Atlantis Intelligence Ltd vs Union of India (Allahabad High Court)
COURT: | Allahabad High Court |
JUDGES: | Praveen Kumar Giri. J, Shekhar B. Saraf. J |
LEGISLATION(S): | Central Goods and Services Tax Act 2017 |
COUNSEL: | Mohit Singh |
FILE: | Click here to download the file in pdf format |
Service of the order by registered email is a valid service and the date on which such service is made would count as the date for the purpose of limitation. If the assessee does not file an appeal before expiry of the time frame for filing appeal, he cannot file a writ petition to circumvent the limitation period. |
(1) Under Section 169 of the Central Goods and Services Tax Act, 2017, in the event the service is made by way of the registered email, the same would be a good service and limitation would start from that date itself. The assessee cannot be allowed to take a ground that the other modes of service that have been provided in clauses (a) to (f) of sub-section (1) to Section 169 of the Act have not been followed. If one were to read that for service to be complete more than one mode as has been prescribed under Section 169 of the Act is required to be followed, the entire purpose of the provision would become absurd. Such a reading is neither plausible nor can be countenanced by us.

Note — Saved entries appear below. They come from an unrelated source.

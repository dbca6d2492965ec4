//! Grid snapping for interactive shape and connection editing.
//!
//! [`GridSnapping::handle`] is called for every move/end event of a gesture
//! (create, move, resize, connect, bendpoint or segment move). It snaps the
//! event's `x` and `y` onto the grid, honoring an offset (so that the
//! shape's center or a named corner lands on a grid line) and min/max
//! bounds. Both are derived on the first event of a gesture and kept in its
//! [`GestureContext`].

mod event;
mod gesture;
pub mod grid;
mod quantize;

use crate::defaults::SPACING;
use crate::errors::SnapError;
use crate::types::{Axis, Spacing};

pub use event::{ShapeGeometry, Snap, SnapEvent, SnapState};
pub use gesture::{
    AxisConstraints, ElementRegistry, GestureContext, GestureState, ResizeConstraints,
    ResizeDirection, derive_constraints, derive_offset,
};
pub use grid::Grid;
pub use quantize::{RoundingMode, quantize};

/// Configuration for [`GridSnapping`].
#[derive(Debug, Clone, Copy, PartialEq)]
pub struct GridSnappingConfig {
    /// Whether snapping starts out active.
    pub active: bool,
    pub spacing: Spacing,
}

impl Default for GridSnappingConfig {
    fn default() -> Self {
        GridSnappingConfig {
            active: true,
            spacing: SPACING,
        }
    }
}

/// Optional adjustments for [`GridSnapping::snap_value`].
#[derive(Debug, Clone, Copy, PartialEq, Default)]
pub struct SnapOptions {
    /// Added before snapping and removed afterwards, so that
    /// `value + offset` lands on the grid.
    pub offset: Option<f64>,
    /// Lowest allowed value (before the offset is applied).
    pub min: Option<f64>,
    /// Highest allowed value (before the offset is applied).
    pub max: Option<f64>,
}

impl SnapOptions {
    pub fn offset(offset: f64) -> Self {
        SnapOptions {
            offset: Some(offset),
            ..Default::default()
        }
    }

    pub fn with_bounds(mut self, constraints: AxisConstraints) -> Self {
        self.min = constraints.min;
        self.max = constraints.max;
        self
    }
}

/// Handle returned by [`GridSnapping::on_active_changed`].
#[derive(Debug, Clone, Copy, PartialEq, Eq, Hash)]
pub struct ListenerId(u64);

type Listener = Box<dyn FnMut(bool)>;

/// Snaps interaction events to the grid.
pub struct GridSnapping {
    active: bool,
    spacing: Spacing,
    listeners: Vec<(ListenerId, Listener)>,
    next_listener: u64,
}

impl GridSnapping {
    pub fn new(config: &GridSnappingConfig) -> Self {
        GridSnapping {
            active: config.active,
            spacing: config.spacing,
            listeners: Vec::new(),
            next_listener: 0,
        }
    }

    /// Distance between grid lines.
    pub fn grid_spacing(&self) -> f64 {
        self.spacing.get()
    }

    pub fn is_active(&self) -> bool {
        self.active
    }

    /// Turn snapping on or off and notify every listener, even when the
    /// state does not change.
    pub fn set_active(&mut self, active: bool) {
        crate::log::debug!(active, "grid snapping toggled");
        self.active = active;
        for (_, listener) in &mut self.listeners {
            listener(active);
        }
    }

    pub fn toggle_active(&mut self) {
        self.set_active(!self.active);
    }

    /// Call `listener` with the new state whenever [`set_active`] runs.
    /// Listeners run in registration order.
    ///
    /// [`set_active`]: Self::set_active
    pub fn on_active_changed(&mut self, listener: impl FnMut(bool) + 'static) -> ListenerId {
        let id = ListenerId(self.next_listener);
        self.next_listener += 1;
        self.listeners.push((id, Box::new(listener)));
        id
    }

    /// Unregister a listener. Returns false if it was not registered.
    pub fn remove_listener(&mut self, id: ListenerId) -> bool {
        let before = self.listeners.len();
        self.listeners.retain(|(known, _)| *known != id);
        self.listeners.len() != before
    }

    /// Snap `value` to the grid.
    ///
    /// `value + offset` is rounded to the nearest grid line and clamped to
    /// the grid lines inside `[min + offset, max + offset]`; the offset is
    /// then removed again.
    ///
    /// ```
    /// use gridpath::snap::{GridSnapping, GridSnappingConfig, SnapOptions};
    ///
    /// let snapping = GridSnapping::new(&GridSnappingConfig::default());
    /// assert_eq!(snapping.snap_value(17.0, &SnapOptions::default()), 20.0);
    /// assert_eq!(snapping.snap_value(17.0, &SnapOptions::offset(5.0)), 15.0);
    /// ```
    pub fn snap_value(&self, value: f64, options: &SnapOptions) -> f64 {
        let spacing = self.spacing.get();
        let offset = options.offset.unwrap_or(0.0);

        let mut value = quantize(value + offset, spacing, RoundingMode::Round);

        if let Some(min) = options.min {
            value = value.max(quantize(min + offset, spacing, RoundingMode::Ceil));
        }
        if let Some(max) = options.max {
            value = value.min(quantize(max + offset, spacing, RoundingMode::Floor));
        }

        value - offset
    }

    /// Snap one axis of `event` and mark it snapped.
    pub fn snap_event(
        &self,
        event: &mut SnapEvent,
        axis: Axis,
        options: &SnapOptions,
    ) -> Result<(), SnapError> {
        let snapped = self.snap_value(event.coord(axis), options);
        event.set_snapped(axis, Snap::To(snapped))?;
        Ok(())
    }

    /// Snap a move/end event of the gesture described by `gesture`.
    ///
    /// Does nothing while inactive or when the event bypasses snapping. Each
    /// axis that is not already snapped is snapped with the gesture's offset
    /// and constraints, x first.
    pub fn handle<R: ElementRegistry + ?Sized>(
        &self,
        event: &mut SnapEvent,
        gesture: &mut GestureContext,
        registry: &R,
    ) -> Result<(), SnapError> {
        if !self.active || event.bypass {
            return Ok(());
        }

        let GestureContext {
            direction,
            create_constraints,
            resize_constraints,
            snap_location,
            snapping: state,
        } = gesture;

        for axis in Axis::ALL {
            let offset = state.offset_or_insert_with(axis, || {
                let shape = event.shape.as_ref();
                let placed = shape.is_some_and(|s| registry.contains(&s.id));
                derive_offset(axis, shape, placed, snap_location.as_deref())
            });

            let constraints = state.constraints_or_insert_with(axis, || {
                derive_constraints(
                    axis,
                    *direction,
                    create_constraints.as_ref(),
                    resize_constraints.as_ref(),
                )
            });

            if !event.is_snapped(axis) {
                let options = SnapOptions::offset(offset).with_bounds(constraints);
                self.snap_event(event, axis, &options)?;
            }
        }

        Ok(())
    }
}

impl Default for GridSnapping {
    fn default() -> Self {
        Self::new(&GridSnappingConfig::default())
    }
}

#[cfg(test)]
mod tests {
    use std::cell::RefCell;
    use std::collections::HashSet;
    use std::rc::Rc;

    use super::*;
    use crate::types::Trbl;

    fn snapping() -> GridSnapping {
        GridSnapping::default()
    }

    fn no_elements() -> HashSet<String> {
        HashSet::new()
    }

    #[test]
    fn spacing_is_ten() {
        assert_eq!(snapping().grid_spacing(), 10.0);
    }

    #[test]
    fn snap_value_rounds_half_up() {
        let s = snapping();
        assert_eq!(s.snap_value(14.0, &SnapOptions::default()), 10.0);
        assert_eq!(s.snap_value(15.0, &SnapOptions::default()), 20.0);
        assert_eq!(s.snap_value(-15.0, &SnapOptions::default()), -10.0);
    }

    #[test]
    fn snap_value_clamps_to_inner_grid_lines() {
        let s = snapping();
        let options = SnapOptions { min: Some(23.0), max: Some(77.0), ..Default::default() };
        assert_eq!(s.snap_value(0.0, &options), 30.0);
        assert_eq!(s.snap_value(100.0, &options), 70.0);
        assert_eq!(s.snap_value(52.0, &options), 50.0);
    }

    #[test]
    fn snap_value_honors_zero_bounds() {
        let s = snapping();
        let options = SnapOptions { min: Some(0.0), ..Default::default() };
        assert_eq!(s.snap_value(-30.0, &options), 0.0);
    }

    #[test]
    fn snap_value_with_offset_and_bounds() {
        let s = snapping();
        let options = SnapOptions { offset: Some(5.0), min: Some(0.0), max: None };
        // value + offset = 7 -> 10, min + offset = 5 -> 10, minus offset
        assert_eq!(s.snap_value(2.0, &options), 5.0);
    }

    #[test]
    fn snap_event_updates_delta() {
        let s = snapping();
        let mut event = SnapEvent::new(43.0, 0.0).with_delta(13.0, 0.0);
        s.snap_event(&mut event, Axis::X, &SnapOptions::default()).unwrap();
        assert_eq!(event.x, 40.0);
        assert_eq!(event.dx, 10.0);
        assert!(event.is_snapped(Axis::X));
    }

    #[test]
    fn handle_snaps_both_axes() {
        let s = snapping();
        let mut gesture = GestureContext::new();
        let mut event = SnapEvent::new(43.0, 57.0);
        s.handle(&mut event, &mut gesture, &no_elements()).unwrap();
        assert_eq!((event.x, event.y), (40.0, 60.0));
        assert!(event.is_fully_snapped());
    }

    #[test]
    fn handle_skips_already_snapped_axis() {
        let s = snapping();
        let mut gesture = GestureContext::new();
        let mut event = SnapEvent::new(43.0, 57.0);
        event.set_snapped(Axis::X, Snap::To(43.0)).unwrap();
        s.handle(&mut event, &mut gesture, &no_elements()).unwrap();
        assert_eq!((event.x, event.y), (43.0, 60.0));
    }

    #[test]
    fn handle_resnaps_released_axis() {
        let s = snapping();
        let mut gesture = GestureContext::new();
        let mut event = SnapEvent::new(43.0, 57.0);
        event.set_snapped(Axis::X, Snap::Release).unwrap();
        s.handle(&mut event, &mut gesture, &no_elements()).unwrap();
        assert_eq!(event.x, 40.0);
    }

    #[test]
    fn inactive_or_bypassed_events_pass_through() {
        let mut s = snapping();
        let mut gesture = GestureContext::new();

        let mut bypassed = SnapEvent::new(43.0, 57.0).with_bypass(true);
        s.handle(&mut bypassed, &mut gesture, &no_elements()).unwrap();
        assert_eq!((bypassed.x, bypassed.y), (43.0, 57.0));

        s.set_active(false);
        let mut event = SnapEvent::new(43.0, 57.0);
        s.handle(&mut event, &mut gesture, &no_elements()).unwrap();
        assert_eq!((event.x, event.y), (43.0, 57.0));
        assert_eq!(event.snapped, SnapState::default());
    }

    #[test]
    fn handle_respects_create_constraints() {
        let s = snapping();
        let mut gesture =
            GestureContext::new().with_create_constraints(Trbl::new(0.0, 100.0, 100.0, 0.0));
        let mut event = SnapEvent::new(180.0, -20.0);
        s.handle(&mut event, &mut gesture, &no_elements()).unwrap();
        assert_eq!((event.x, event.y), (100.0, 0.0));
    }

    #[test]
    fn listeners_run_in_order_on_every_set() {
        let mut s = snapping();
        let seen = Rc::new(RefCell::new(Vec::new()));

        let first = Rc::clone(&seen);
        s.on_active_changed(move |active| first.borrow_mut().push(("first", active)));
        let second = Rc::clone(&seen);
        let id = s.on_active_changed(move |active| second.borrow_mut().push(("second", active)));

        s.set_active(true);
        s.toggle_active();
        assert!(!s.is_active());
        assert_eq!(
            *seen.borrow(),
            vec![("first", true), ("second", true), ("first", false), ("second", false)]
        );

        assert!(s.remove_listener(id));
        assert!(!s.remove_listener(id));
        s.toggle_active();
        assert_eq!(seen.borrow().len(), 5);
    }

    #[test]
    fn custom_spacing() {
        let spacing = Spacing::try_new(25.0).unwrap();
        let s = GridSnapping::new(&GridSnappingConfig { spacing, ..Default::default() });
        assert_eq!(s.grid_spacing(), 25.0);
        assert_eq!(s.snap_value(60.0, &SnapOptions::default()), 50.0);
        assert_eq!(s.snap_value(63.0, &SnapOptions::default()), 75.0);
    }

    #[test]
    fn config_can_start_inactive() {
        let s = GridSnapping::new(&GridSnappingConfig { active: false, ..Default::default() });
        assert!(!s.is_active());
    }
}
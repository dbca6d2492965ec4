//! Rounding values onto a grid.

use crate::types::round_half_up;

/// How a value is moved onto the grid.
#[derive(Debug, Clone, Copy, PartialEq, Eq, Default)]
pub enum RoundingMode {
    /// Nearest grid line, halves rounding up.
    #[default]
    Round,
    Ceil,
    Floor,
}

impl RoundingMode {
    fn apply(self, v: f64) -> f64 {
        match self {
            RoundingMode::Round => round_half_up(v),
            RoundingMode::Ceil => v.ceil(),
            RoundingMode::Floor => v.floor(),
        }
    }
}

/// Move `value` onto a multiple of `spacing`.
///
/// ```
/// use gridpath::snap::{quantize, RoundingMode};
///
/// assert_eq!(quantize(17.0, 10.0, RoundingMode::Round), 20.0);
/// assert_eq!(quantize(14.0, 10.0, RoundingMode::Round), 10.0);
/// assert_eq!(quantize(11.0, 10.0, RoundingMode::Ceil), 20.0);
/// ```
pub fn quantize(value: f64, spacing: f64, mode: RoundingMode) -> f64 {
    mode.apply(value / spacing) * spacing
}
//! Choosing where a connection is cropped against a shape outline.

use std::cmp::Ordering;

use super::{Intersection, find_path_intersections};
use crate::defaults::CROP_MERGE_DISTANCE;
use crate::layout::round_point;
use crate::path::PathSpec;
use crate::types::Point;

/// Where `line` should be cropped against `outline`.
///
/// With `crop_start` the line is taken to start inside the outline and the
/// point where it finally leaves it wins; otherwise the point where it first
/// enters the outline. Returns `None` when the paths do not meet.
pub fn element_line_intersection(
    outline: impl Into<PathSpec>,
    line: impl Into<PathSpec>,
    crop_start: bool,
) -> Option<Point> {
    let intersections = find_path_intersections(outline, line);
    choose_crop_point(&intersections, crop_start)
}

/// Pick the crop point among intersections of an outline (first path) and
/// a connection line (second path). The result is rounded.
///
/// One hit, or two hits closer than one unit, yields the first hit. More
/// hits are ordered along the line: by line segment, then from the end of
/// each segment towards its start (in steps of 1/100 of the segment).
pub fn choose_crop_point(intersections: &[Intersection], crop_start: bool) -> Option<Point> {
    match intersections {
        [] => None,
        [only] => Some(round_point(only.point())),
        [first, second] if first.point().distance(second.point()) < CROP_MERGE_DISTANCE => {
            Some(round_point(first.point()))
        }
        _ => {
            let mut sorted = intersections.to_vec();
            sorted.sort_by(crop_order);
            let chosen = if crop_start { sorted.first() } else { sorted.last() };
            chosen.map(|i| round_point(i.point()))
        }
    }
}

/// Distance of a hit from the end of its line segment, in hundredths.
fn remaining(i: &Intersection) -> i64 {
    let proximity = (i.t2 * 100.0).floor() as i64;
    let proximity = if proximity == 0 { 1 } else { proximity };
    100 - proximity
}

fn crop_order(a: &Intersection, b: &Intersection) -> Ordering {
    a.segment2
        .cmp(&b.segment2)
        .then_with(|| remaining(a).cmp(&remaining(b)))
}
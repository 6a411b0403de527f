// Copyright 2024 Open Nexus OS Contributors
// SPDX-License-Identifier: Apache-2.0

//! 16550 console on the QEMU `virt` machine; sink for `log_*` lines.

use core::fmt::{self, Write};
use spin::Mutex;

const UART0_BASE: usize = 0x1000_0000;
const THR: usize = 0x0;
const LSR: usize = 0x5;
const LSR_THR_EMPTY: u8 = 1 << 5;

static CONSOLE: Mutex<Console> = Mutex::new(Console { base: UART0_BASE });

/// Polled transmitter; the kernel page table identity-maps `UART0_BASE`.
pub struct Console {
    base: usize,
}

impl Console {
    /// Returns a guard for the console singleton.
    pub fn lock() -> spin::MutexGuard<'static, Console> {
        CONSOLE.lock()
    }

    fn put(&self, byte: u8) {
        let lsr = (self.base + LSR) as *const u8;
        let thr = (self.base + THR) as *mut u8;
        // SAFETY: LSR and THR are registers of the 16550 at `base`, identity-mapped R/W in the kernel table.
        unsafe {
            while core::ptr::read_volatile(lsr) & LSR_THR_EMPTY == 0 {}
            core::ptr::write_volatile(thr, byte);
        }
    }
}

impl Write for Console {
    fn write_str(&mut self, s: &str) -> fmt::Result {
        for &byte in s.as_bytes() {
            if byte == b'\n' {
                self.put(b'\r');
            }
            self.put(byte);
        }
        Ok(())
    }
}
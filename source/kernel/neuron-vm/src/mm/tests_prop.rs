// Copyright 2024 Open Nexus OS Contributors
// SPDX-License-Identifier: Apache-2.0

#![cfg(test)]
//! CONTEXT: Property-based tests for address-space operations
//! OWNERS: @kernel-mm-team
//! NOTE: Tests only; no kernel logic.
//!
//! TEST_SCOPE:
//!   - translate honours the USER flag for every permission mix
//!   - grow followed by shrink restores the mapped-page set and frees every grown frame
//!   - fork yields distinct frames with identical contents
//!   - shared mappings alias rather than snapshot

extern crate alloc;

use alloc::vec::Vec;

use proptest::prelude::*;

use super::address_space::AddressSpace;
use super::frame::{Frames, HeapFrameAllocator};
use super::page_table::PageTable;
use super::share::map_shared;
use super::uaccess::{copy_in, copy_out};
use super::{PageFlags, PAGE_SIZE};

fn arb_leaf_flags() -> impl Strategy<Value = PageFlags> {
    (1usize..8, any::<bool>()).prop_map(|(perms, user)| {
        let mut flags = PageFlags::from_bits_truncate(perms << 1);
        if user {
            flags |= PageFlags::USER;
        }
        flags
    })
}

fn leaves(space: &AddressSpace) -> Vec<(usize, usize)> {
    let mut out = Vec::new();
    space.page_table().for_each_leaf(0, usize::MAX, |va, pte| out.push((va, pte.pa())));
    out
}

fn user_space(frames: &mut Frames<HeapFrameAllocator>, pages: usize) -> AddressSpace {
    let mut space = AddressSpace::create(frames).expect("create");
    space.grow(frames, pages * PAGE_SIZE, PageFlags::WRITE).expect("grow");
    space
}

proptest! {
    #[test]
    fn translate_matches_user_flag(page in 0usize..4096, flags in arb_leaf_flags()) {
        let mut frames = Frames::new(HeapFrameAllocator::new());
        let mut table = PageTable::new(&mut frames).expect("root");
        let va = page * PAGE_SIZE;
        let pa = 0x8000_0000 + page * PAGE_SIZE;
        table.map_range(&mut frames, va, PAGE_SIZE, pa, flags).expect("map");
        let expected = flags.contains(PageFlags::USER).then_some(pa);
        prop_assert_eq!(table.translate(va), expected);
        prop_assert_eq!(table.translate(va + PAGE_SIZE - 1), expected);
        prop_assert!(table.lookup(va).is_some());
    }

    #[test]
    fn grow_then_shrink_restores_mappings(base in 1usize..5, extra in 1usize..24, tail in 0usize..PAGE_SIZE) {
        let mut frames = Frames::new(HeapFrameAllocator::new());
        let mut space = user_space(&mut frames, base);
        let before = leaves(&space);
        let live = frames.allocator().live_frames();
        let old_size = space.size();

        space.grow(&mut frames, old_size + extra * PAGE_SIZE + tail, PageFlags::WRITE).expect("grow");
        prop_assert!(space.page_table().mapped_pages() >= before.len() + extra);
        space.shrink(&mut frames, old_size);

        prop_assert_eq!(space.size(), old_size);
        prop_assert_eq!(leaves(&space), before);
        // Intermediate tables allocated by grow stay until destroy.
        prop_assert!(frames.allocator().live_frames() <= live + 2);
        space.destroy(&mut frames);
        prop_assert_eq!(frames.allocator().live_frames(), 0);
    }

    #[test]
    fn fork_copies_are_distinct_but_equal(contents in proptest::collection::vec(any::<u8>(), 1..(6 * PAGE_SIZE))) {
        let mut frames = Frames::new(HeapFrameAllocator::new());
        let pages = contents.len().div_ceil(PAGE_SIZE);
        let parent = user_space(&mut frames, pages);
        copy_out(parent.page_table(), 0, &contents).expect("fill");

        let child = parent.fork(&mut frames).expect("fork");
        for page in 0..pages {
            let va = page * PAGE_SIZE;
            prop_assert_ne!(parent.translate(va), child.translate(va));
        }
        let mut copied = alloc::vec![0u8; contents.len()];
        copy_in(child.page_table(), &mut copied, 0).expect("read child");
        prop_assert_eq!(copied, contents);
        child.destroy(&mut frames);
        parent.destroy(&mut frames);
    }

    #[test]
    fn shared_mapping_observes_later_writes(offset in 0usize..(3 * PAGE_SIZE), len in 1usize..PAGE_SIZE, byte in any::<u8>()) {
        let mut frames = Frames::new(HeapFrameAllocator::new());
        let source = user_space(&mut frames, 4);
        let mut dest = user_space(&mut frames, 1);
        let va = map_shared(&source, &mut dest, &mut frames, offset, len).expect("share");
        prop_assert_eq!(va % PAGE_SIZE, offset % PAGE_SIZE);

        let payload = alloc::vec![byte; len];
        copy_out(source.page_table(), offset, &payload).expect("write source");
        let mut seen = alloc::vec![0u8; len];
        copy_in(dest.page_table(), &mut seen, va).expect("read dest");
        prop_assert_eq!(seen, payload);
        dest.destroy(&mut frames);
        source.destroy(&mut frames);
        prop_assert_eq!(frames.allocator().live_frames(), 0);
    }
}
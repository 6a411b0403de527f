// Copyright 2024 Open Nexus OS Contributors
// SPDX-License-Identifier: Apache-2.0

//! CONTEXT: Syscall dispatcher and error handling for the VM entry points
//! OWNERS: @kernel-team
//! PUBLIC API: SyscallTable, Args, Error, Handler, encode, SYSCALL_* IDs
//! DEPENDS_ON: mm, task, syscall::api
//! INVARIANTS: Fixed MAX_SYSCALL window; stable IDs; decode/check/execute discipline

pub mod api;

use core::fmt;

use crate::mm::VmError;

/// Maximum number of syscalls supported by the dispatch table.
const MAX_SYSCALL: usize = 32;

/// Result type used by syscall handlers.
pub type SysResult<T> = Result<T, Error>;

/// Syscall arguments passed in registers a0-a5.
#[derive(Default, Clone, Copy, Debug)]
pub struct Args {
    regs: [usize; 6],
}

impl Args {
    /// Creates a new argument pack from the provided registers.
    pub const fn new(regs: [usize; 6]) -> Self {
        Self { regs }
    }

    /// Returns the raw register at `index`.
    pub fn get(&self, index: usize) -> usize {
        self.regs[index]
    }
}

/// Grows or shrinks the caller's user region by a signed byte delta; returns the old size.
pub const SYSCALL_SBRK: usize = 12;
/// Aliases another process's pages into the caller (a0 = source va, a1 = source pid, a2 = size).
pub const SYSCALL_MAP_SHARED_PAGES: usize = 22;
/// Revokes user access to a range of the caller's pages (a0 = va, a1 = size).
pub const SYSCALL_UNMAP_SHARED_PAGES: usize = 23;

/// Error returned by the dispatcher and handler stack.
#[derive(Debug, Clone, Copy, PartialEq, Eq)]
pub enum Error {
    /// Syscall number not present in the dispatch table.
    InvalidSyscall,
    /// The referenced process does not exist.
    NoSuchProcess,
    /// The VM subsystem rejected the request.
    Vm(VmError),
}

impl From<VmError> for Error {
    fn from(value: VmError) -> Self {
        Self::Vm(value)
    }
}

impl fmt::Display for Error {
    fn fmt(&self, f: &mut fmt::Formatter<'_>) -> fmt::Result {
        match self {
            Error::InvalidSyscall => f.write_str("invalid syscall"),
            Error::NoSuchProcess => f.write_str("no such process"),
            Error::Vm(err) => write!(f, "vm: {}", err),
        }
    }
}

/// Encodes a handler result for the a0 return register; every error is `-1`.
#[inline]
pub fn encode(result: SysResult<usize>) -> usize {
    result.unwrap_or(usize::MAX)
}

/// Type alias for a syscall handler.
pub type Handler<A> = fn(&mut api::Context<'_, A>, &Args) -> SysResult<usize>;

/// Dispatch table storing handlers by syscall number.
pub struct SyscallTable<A> {
    handlers: [Option<Handler<A>>; MAX_SYSCALL],
}

impl<A> SyscallTable<A> {
    /// Creates an empty dispatch table.
    pub const fn new() -> Self {
        Self { handlers: [None; MAX_SYSCALL] }
    }

    /// Registers a handler.
    pub fn register(&mut self, number: usize, handler: Handler<A>) {
        if number < MAX_SYSCALL {
            self.handlers[number] = Some(handler);
        }
    }

    /// Executes the handler referenced by `number`.
    #[must_use]
    pub fn dispatch(
        &self,
        number: usize,
        ctx: &mut api::Context<'_, A>,
        args: &Args,
    ) -> SysResult<usize> {
        self.handlers
            .get(number)
            .and_then(|entry| *entry)
            .ok_or(Error::InvalidSyscall)
            .and_then(|handler| handler(ctx, args))
    }
}

impl<A> Default for SyscallTable<A> {
    fn default() -> Self {
        Self::new()
    }
}
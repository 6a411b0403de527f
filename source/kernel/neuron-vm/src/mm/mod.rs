// Copyright 2024 Open Nexus OS Contributors
// SPDX-License-Identifier: Apache-2.0

//! Virtual memory primitives for Sv39.
//!
//! Physical memory is reached through the kernel direct map: a physical
//! address handed out by the frame allocator is dereferenceable at the same
//! numeric address. Every page-table node and every user frame is touched
//! through that mapping.

use core::fmt;

use bitflags::bitflags;
use static_assertions::const_assert;

pub mod address_space;
pub mod frame;
pub mod kernel;
pub mod page_table;
pub mod share;
pub mod uaccess;

pub use address_space::AddressSpace;
pub use frame::{FrameAllocator, Frames, HeapFrameAllocator};
pub use page_table::{PageTable, Pte, PtViolation};
pub use share::{map_shared, unmap_shared, SharePlan};

/// Size of a page in bytes.
pub const PAGE_SIZE: usize = 4096;
/// log2 of [`PAGE_SIZE`].
pub const PAGE_SHIFT: usize = 12;
/// Number of entries per Sv39 page-table page.
pub const PT_ENTRIES: usize = 512;
/// Depth of the radix tree.
pub const LEVELS: usize = 3;
/// One past the highest usable virtual address.
///
/// One bit below the Sv39 maximum so addresses never need sign extension.
pub const MAXVA: usize = 1 << (9 * LEVELS + PAGE_SHIFT - 1);
/// Highest page of every address space; the kernel maps its trampoline here.
pub const TRAMPOLINE: usize = MAXVA - PAGE_SIZE;

const_assert!(PAGE_SIZE == 1 << PAGE_SHIFT);
const_assert!(PT_ENTRIES * core::mem::size_of::<usize>() == PAGE_SIZE);

bitflags! {
    #[derive(Clone, Copy, PartialEq, Eq, Debug)]
    /// Flags stored in an Sv39 PTE.
    pub struct PageFlags: usize {
        const VALID = 1 << 0;
        const READ = 1 << 1;
        const WRITE = 1 << 2;
        const EXECUTE = 1 << 3;
        const USER = 1 << 4;
        const GLOBAL = 1 << 5;
        const ACCESSED = 1 << 6;
        const DIRTY = 1 << 7;
        /// Software bit (RSW): the frame belongs to another address space.
        const SHARED = 1 << 8;
    }
}

/// Permission bits that make an entry a leaf.
pub const LEAF_PERMS: PageFlags = PageFlags::READ.union(PageFlags::WRITE).union(PageFlags::EXECUTE);

/// Recoverable failures reported by the VM subsystem.
#[derive(Debug, Clone, Copy, PartialEq, Eq)]
pub enum VmError {
    /// The frame allocator could not supply a frame.
    OutOfMemory,
    /// A user address did not translate to an accessible page.
    BadAddress,
    /// No free virtual range large enough for a shared mapping.
    NoSpace,
    /// A source page for a shared mapping is missing or not user-accessible.
    BadSourceMapping,
    /// Address lies at or above MAXVA.
    OutOfRange,
    /// Arguments supplied by the caller were invalid.
    InvalidArgs,
}

impl fmt::Display for VmError {
    fn fmt(&self, f: &mut fmt::Formatter<'_>) -> fmt::Result {
        let text = match self {
            VmError::OutOfMemory => "out of memory",
            VmError::BadAddress => "bad address",
            VmError::NoSpace => "no free virtual range",
            VmError::BadSourceMapping => "bad source mapping",
            VmError::OutOfRange => "address beyond MAXVA",
            VmError::InvalidArgs => "invalid arguments",
        };
        f.write_str(text)
    }
}

#[inline]
pub const fn page_round_down(addr: usize) -> usize {
    addr & !(PAGE_SIZE - 1)
}

/// Rounds up to the next page boundary; callers keep `addr` below MAXVA.
#[inline]
pub const fn page_round_up(addr: usize) -> usize {
    (addr + PAGE_SIZE - 1) & !(PAGE_SIZE - 1)
}

#[inline]
pub fn checked_page_round_up(addr: usize) -> Option<usize> {
    addr.checked_add(PAGE_SIZE - 1).map(page_round_down)
}

#[cfg(test)]
mod tests_prop;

(2) Accordingly, service of the order by registered email is a valid service and the date on which such service is made would count as the date for the purpose of limitation.
(3) The principles with regard to maintainability of the writ petitions after expiry of the time frame for filing appeal stipulated in the special statute are summarised below:
A. An order that the Court could make in order to do complete justice between the parties, must not only be consistent with the fundamental rights guaranteed by the Constitution of India, but also be consistent with the substantive provisions of the relevant statutory laws.
B. In exercising powers under Article 226 of the Constitution of India and in assessing the needs of ‘complete justice’ of a cause or 16 matter, the High Court should take note of the express prohibitions in any substantive statutory provision based on some fundamental principles of public policy and regulate the exercise of its power and discretion accordingly.
C. The prescription of limitation when the statute commands that delay may be condoned to a maximum of one month further would come within the ambit and sweep of the policy of legislation. In such cases, Section 29(2) read with Section 3 of the Limitation Act would apply, and accordingly, the Courts shall have no power to condone the delay of any further period even in writ jurisdiction under Article 226 of the Constitution of India.
D. The principle of Section 14 of the Limitation Act which is a principle based on advancing the cause of justice would certainly apply to exclude time taken in prosecuting proceedings which are bona fide and with due diligence pursued, which ultimately end without a decision on the merits of the case.
In the present case, the petitioner has come to this writ Court after the limitation has expired for filing an appeal under Section 107 of the Act. In light of the same, we are of the view that entertaining this writ petition would amount to allowing the petitioner to circumvent the statutory appellate procedure. In our view, no proper explanation has been provided by the petitioner for non-filing of the appeal within time and/or non-filing of the writ petition within the limitation period.